Saturday, January 6, 2018: 1:50 PM
Columbia 7 (Washington Hilton)
In 1894, Nicaraguan President José Santos Zelaya annexed the Mosquito Kingdom along the Caribbean coast. He called the act of asserting control over the autonomous region as the “reincorporation,” wrongfully suggesting that the Mosquitia formerly belonged to Nicaragua. In fact, Nicaraguan authorities had few interactions with the Miskitu prior to 1838 and limited administrative responsibilities in the region. It was British rather than Nicaraguan officials that held political sway among the Miskitu, which reflected the centuries long commercial, cultural, and political affinity that the Miskitu had toward the British. Yet the “reincorporation of 1894” signaled the creation of new governing institutions, the imposition of authority from Managua officials, and the definitive end of British political influence. Much of the existing scholarship examines Nicaraguan state efforts to benefit from the extractive economies of gold and bananas or create new state institutions. This paper, however, examines Nicaraguan efforts to regulate and thwart Caymanian turtle hunters’ use of banks, cays, reefs, and harvesting of marine resources in the adjacent Caribbean Sea.

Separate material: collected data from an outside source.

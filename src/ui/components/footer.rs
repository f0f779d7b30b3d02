//! Pagination bar renderer.

use crate::app::pagination::PageSlot;
use crate::ui::viewmodel::PaginationInfo;

/// Renders the page-number bar followed by the page summary.
///
/// The current page is bracketed and disabled arrows are blanked:
///
/// ```text
/// ‹ 1 ... 4 [5] 6 ... 10 ›    Page 5 of 10
/// ```
pub fn render_pagination(pagination: &PaginationInfo, out: &mut String) {
    let mut parts = Vec::with_capacity(pagination.slots.len() + 2);

    parts.push(arrow(&pagination.previous_label, pagination.previous_enabled));
    for slot in &pagination.slots {
        match slot {
            PageSlot::Page(page) if *page == pagination.current_page => parts.push(format!("[{page}]")),
            other => parts.push(other.to_string()),
        }
    }
    parts.push(arrow(&pagination.next_label, pagination.next_enabled));

    out.push_str(&format!("{}    {}\n", parts.join(" "), pagination.summary));
}

fn arrow(label: &str, enabled: bool) -> String {
    if enabled {
        label.to_string()
    } else {
        " ".repeat(label.chars().count())
    }
}
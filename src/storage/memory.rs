//! In-memory storage engine.
//!
//! Holds all tables in process memory. Used by tests and by callers that do not
//! need persistence across runs.

use crate::domain::error::{Result, RosterError};
use crate::storage::backend::{Engine, OpenOutcome};
use crate::storage::models::{StorageData, TableSchema};
use serde_json::Value;

/// Process-local engine. Batches are atomic.
#[derive(Debug, Default)]
pub struct MemoryEngine {
    data: StorageData,
    opened: bool,
}

impl MemoryEngine {
    #[must_use]
    pub fn new() -> Self {
        Self::default()
    }

    fn data(&self) -> Result<&StorageData> {
        if self.opened {
            Ok(&self.data)
        } else {
            Err(RosterError::StoreUnavailable("engine is not open".to_string()))
        }
    }

    fn data_mut(&mut self) -> Result<&mut StorageData> {
        if self.opened {
            Ok(&mut self.data)
        } else {
            Err(RosterError::StoreUnavailable("engine is not open".to_string()))
        }
    }
}

/// Shared `open` rule for engines backed by [`StorageData`].
pub(crate) fn open_version(data: &mut StorageData, version: u32) -> Result<OpenOutcome> {
    if data.version > version {
        return Err(RosterError::StoreUnavailable(format!(
            "stored schema version {} is newer than requested {version}",
            data.version
        )));
    }
    let previous_version = data.version;
    data.version = version;
    Ok(OpenOutcome { previous_version })
}

impl Engine for MemoryEngine {
    fn open(&mut self, version: u32) -> Result<OpenOutcome> {
        let outcome = open_version(&mut self.data, version)?;
        self.opened = true;
        tracing::debug!(previous_version = outcome.previous_version, version, "memory engine opened");
        Ok(outcome)
    }

    fn has_table(&self, name: &str) -> bool {
        self.data.tables.contains_key(name)
    }

    fn create_table(&mut self, schema: TableSchema) -> Result<()> {
        self.data_mut()?.create_table(schema);
        Ok(())
    }

    fn insert(&mut self, table: &str, value: Value) -> Result<u64> {
        self.data_mut()?.table_mut(table)?.insert(value)
    }

    fn supports_atomic_batch(&self) -> bool {
        true
    }

    fn insert_batch(&mut self, table: &str, values: Vec<Value>) -> Result<Vec<Result<u64>>> {
        let keys = self.data_mut()?.table_mut(table)?.insert_all(values)?;
        Ok(keys.into_iter().map(Ok).collect())
    }

    fn get(&self, table: &str, key: u64) -> Result<Option<Value>> {
        Ok(self.data()?.table(table)?.get(key).cloned())
    }

    fn scan(&self, table: &str) -> Result<Vec<(u64, Value)>> {
        Ok(self.data()?.table(table)?.scan())
    }

    fn replace(&mut self, table: &str, key: u64, value: Value) -> Result<()> {
        self.data_mut()?.table_mut(table)?.replace(key, value)
    }

    fn delete(&mut self, table: &str, key: u64) -> Result<()> {
        self.data_mut()?.table_mut(table)?.delete(key);
        Ok(())
    }

    fn clear(&mut self, table: &str) -> Result<()> {
        self.data_mut()?.table_mut(table)?.clear();
        Ok(())
    }
}
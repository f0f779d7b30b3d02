//! Page window and page-number list computation.
//!
//! Pure functions with no state and no failure modes. Page numbers are
//! 1-based. None of these functions clamp the current page: keeping it within
//! `1..=total_pages` is the caller's policy (see [`clamp_page`]).

use std::fmt;
use std::ops::Range;

/// Maximum number of slots in a page-number list.
pub const MAX_VISIBLE_SLOTS: usize = 7;

/// Page numbers shown before the trailing ellipsis near the start.
const LEADING_PAGES: usize = 5;

/// One entry of the page-number bar.
#[derive(Debug, Clone, Copy, PartialEq, Eq)]
pub enum PageSlot {
    Page(usize),
    Ellipsis,
}

impl fmt::Display for PageSlot {
    fn fmt(&self, f: &mut fmt::Formatter<'_>) -> fmt::Result {
        match self {
            Self::Page(page) => write!(f, "{page}"),
            Self::Ellipsis => f.write_str("..."),
        }
    }
}

/// Half-open index range of `current_page` within the full ordered list.
///
/// The window depends only on the page and page size, so the item count is
/// not a parameter. The range is not clamped to the list length; [`slice`]
/// takes the list and clamps.
///
/// # Examples
///
/// ```
/// use roster::app::pagination::{page_slice, slice};
///
/// assert_eq!(page_slice(2, 4), 4..8);
///
/// let records = [1, 2, 3, 4, 5];
/// assert_eq!(slice(&records, 2, 4), &[5]);
/// ```
#[must_use]
pub fn page_slice(current_page: usize, items_per_page: usize) -> Range<usize> {
    let start = current_page.saturating_sub(1).saturating_mul(items_per_page);
    start..start.saturating_add(items_per_page)
}

/// Number of pages for `total_items`, never less than 1.
///
/// An `items_per_page` of 0 is treated as 1.
///
/// # Examples
///
/// ```
/// use roster::app::pagination::total_pages;
///
/// assert_eq!(total_pages(15, 10), 2);
/// assert_eq!(total_pages(0, 10), 1);
/// assert_eq!(total_pages(10, 10), 1);
/// ```
#[must_use]
pub fn total_pages(total_items: usize, items_per_page: usize) -> usize {
    let per_page = items_per_page.max(1);
    let pages = total_items / per_page + usize::from(total_items % per_page != 0);
    pages.max(1)
}

/// The items of `current_page`, clamped to what exists.
#[must_use]
pub fn slice<T>(items: &[T], current_page: usize, items_per_page: usize) -> &[T] {
    let range = page_slice(current_page, items_per_page);
    let start = range.start.min(items.len());
    let end = range.end.min(items.len());
    &items[start..end]
}

/// Whether `page` is a page the bar would accept.
#[must_use]
pub const fn is_valid_page(page: usize, total_pages: usize) -> bool {
    page >= 1 && page <= total_pages
}

/// Moves `page` into `1..=total_pages`.
#[must_use]
pub fn clamp_page(page: usize, total_pages: usize) -> usize {
    page.clamp(1, total_pages.max(1))
}

/// Page numbers to show, collapsing runs into ellipses.
///
/// - up to 7 pages: every page
/// - current page within the first 4: `1 2 3 4 5 … N`
/// - current page within the last 4: `1 … N-4 N-3 N-2 N-1 N`
/// - otherwise: `1 … c-1 c c+1 … N`
///
/// # Examples
///
/// ```
/// use roster::app::pagination::{page_number_display_list, PageSlot::{Ellipsis, Page}};
///
/// assert_eq!(
///     page_number_display_list(5, 10),
///     vec![Page(1), Ellipsis, Page(4), Page(5), Page(6), Ellipsis, Page(10)]
/// );
/// ```
#[must_use]
pub fn page_number_display_list(current_page: usize, total_pages: usize) -> Vec<PageSlot> {
    if total_pages <= MAX_VISIBLE_SLOTS {
        return (1..=total_pages).map(PageSlot::Page).collect();
    }

    let mut slots = Vec::with_capacity(MAX_VISIBLE_SLOTS);
    if current_page <= 4 {
        slots.extend((1..=LEADING_PAGES).map(PageSlot::Page));
        slots.push(PageSlot::Ellipsis);
        slots.push(PageSlot::Page(total_pages));
    } else if current_page >= total_pages - 3 {
        slots.push(PageSlot::Page(1));
        slots.push(PageSlot::Ellipsis);
        slots.extend((total_pages - 4..=total_pages).map(PageSlot::Page));
    } else {
        slots.push(PageSlot::Page(1));
        slots.push(PageSlot::Ellipsis);
        slots.extend((current_page - 1..=current_page + 1).map(PageSlot::Page));
        slots.push(PageSlot::Ellipsis);
        slots.push(PageSlot::Page(total_pages));
    }
    slots
}
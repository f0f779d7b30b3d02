//! Domain layer for the roster.
//!
//! This module contains the core domain types, independent of storage engines
//! and presentation concerns.
//!
//! # Organization
//!
//! - [`error`]: Error types, error kinds and result alias
//! - [`employee`]: Employee record, catalogs and field validation
//!
//! # Examples
//!
//! ```
//! use roster::domain::{Department, Position};
//!
//! let department: Department = "Finance".parse()?;
//! assert_eq!(department.as_str(), "Finance");
//! assert_eq!(Position::HrManager.to_string(), "HR Manager");
//! # Ok::<(), roster::RosterError>(())
//! ```

pub mod employee;
pub mod error;

pub use employee::{parse_date, Department, Employee, EmployeeId, Position};
pub use error::{ErrorKind, Result, RosterError};
//! Worker layer executing store operations on behalf of the coordinator.
//!
//! The coordinator never touches the store directly: it emits
//! [`WorkerMessage`]s, the runtime hands them to a [`RosterWorker`], and the
//! resulting [`WorkerResponse`] is fed back to the coordinator as an event.

pub mod handler;
pub mod messages;

pub use handler::RosterWorker;
pub use messages::{WorkerMessage, WorkerResponse};
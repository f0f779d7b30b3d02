//! Structured logging to a rotating file.
//!
//! # Architecture
//!
//! ```text
//! tracing macros → EnvFilter → fmt layer → FileWriter → roster.log
//! ```
//!
//! # Features
//!
//! - **File Output**: Log lines written to `roster.log` in the data directory
//! - **Automatic Rotation**: Files rotate at 10MB with 3-backup retention
//!
//! # Configuration
//!
//! Log level is controlled via:
//! 1. `RUST_LOG` environment variable (highest priority)
//! 2. `trace_level` config option
//! 3. Default: `"info"`
//!
//! # Modules
//!
//! - [`init`]: Subscriber setup
//! - [`file_writer`]: Rotating file writer with size-based rotation

mod file_writer;
mod init;

pub use file_writer::FileWriter;
pub use init::init_tracing;
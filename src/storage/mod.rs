//! Storage layer for employee records.
//!
//! This module provides the embedded engine abstraction and the async record
//! store built on top of it.
//!
//! # Modules
//!
//! - `backend`: [`Engine`] trait over embedded key-value engines
//! - `models`: Engine-level tables, schemas and unique indexes
//! - `memory`: In-memory engine
//! - `json`: JSON file engine with atomic writes
//! - `records`: Async [`RecordStore`] with employee CRUD
//! - `seed`: Bundled sample employees

pub mod backend;
pub mod json;
pub mod memory;
pub mod models;
pub mod records;
pub mod seed;

pub use backend::{Engine, OpenOutcome};
pub use json::JsonFileEngine;
pub use memory::MemoryEngine;
pub use models::{IndexSpec, StorageData, Table, TableSchema};
pub use records::{employee_schema, BatchReport, RecordStore, EMPLOYEE_TABLE, SCHEMA_VERSION};
pub use seed::seed_employees;
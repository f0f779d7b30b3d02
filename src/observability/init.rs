//! Tracing initialization and subscriber setup.
//!
//! This module configures the tracing subscriber, setting up the pipeline from
//! `tracing` macros to the rotating log file.

use super::file_writer::FileWriter;
use crate::infrastructure::paths::{get_data_dir, LOG_FILE_NAME};
use crate::Config;
use tracing_subscriber::{fmt, layer::SubscriberExt, util::SubscriberInitExt, EnvFilter};

/// Level used when neither `RUST_LOG` nor the configuration sets one.
const DEFAULT_LEVEL: &str = "info";

/// Initializes the tracing subscriber with file-based output.
///
/// Sets up a subscriber pipeline that:
/// 1. Filters events by the resolved level directive
/// 2. Formats them as plain text lines without ANSI colors
/// 3. Writes to a rotating file with backups
///
/// # Level Resolution
///
/// 1. `RUST_LOG` environment variable
/// 2. `config.trace_level` if set and valid
/// 3. Default: `"info"`
///
/// # File Location
///
/// Logs are written to `roster.log` in the data directory
/// (see [`get_data_dir`]).
///
/// # Initialization Behavior
///
/// - Creates the data directory if it doesn't exist
/// - Silently skips setup if directory creation fails (logging is optional)
/// - Idempotent: only the first call installs a subscriber
///
/// # Example
///
/// ```rust,no_run
/// use roster::observability::init_tracing;
/// use roster::Config;
///
/// let config = Config {
///     trace_level: Some("debug".to_string()),
///     ..Default::default()
/// };
///
/// init_tracing(&config);
///
/// tracing::debug!("tracing is now active");
/// ```
pub fn init_tracing(config: &Config) {
    let data_dir = get_data_dir(config);
    if std::fs::create_dir_all(&data_dir).is_err() {
        return;
    }

    let writer = FileWriter::new(data_dir.join(LOG_FILE_NAME));
    let fmt_layer = fmt::layer()
        .with_writer(writer)
        .with_ansi(false)
        .with_target(true);

    let _ = tracing_subscriber::registry()
        .with(env_filter(config.trace_level.as_deref()))
        .with(fmt_layer)
        .try_init();

    tracing::debug!(data_dir = ?data_dir, "tracing initialized");
}

/// Builds the filter from `RUST_LOG`, then the configured level, then the default.
fn env_filter(configured: Option<&str>) -> EnvFilter {
    EnvFilter::try_from_default_env().unwrap_or_else(|_| directive_filter(configured))
}

fn directive_filter(configured: Option<&str>) -> EnvFilter {
    configured
        .and_then(|level| EnvFilter::try_new(level).ok())
        .unwrap_or_else(|| EnvFilter::new(DEFAULT_LEVEL))
}

#[cfg(test)]
mod tests {
    use super::*;

    #[test]
    fn configured_level_is_used() {
        assert_eq!(directive_filter(Some("debug")).to_string(), "debug");
    }

    #[test]
    fn missing_or_invalid_level_falls_back_to_info() {
        assert_eq!(directive_filter(None).to_string(), "info");
        assert_eq!(directive_filter(Some("roster=notalevel")).to_string(), "info");
    }
}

Drawing on travel memoirs, newspaper accounts, British official documents (Colonial and Foreign Offices), Nicaraguan, and Colombian government correspondence, this paper reveals how the Nicaraguan state sought to control the largely contested maritime Mosquitia and reap whatever economic benefits from tighter regulations on the exportation of sea turtles. Turtlemen strongly challenged these laws by frequently claiming a common ownership of these spaces and thus, insisting on their right to hunt turtle. In doing so, turtlemen threatened the sovereignty claims of Nicaraguan authorities who hastened to firm up maritime boundaries and state presence in these watery spaces.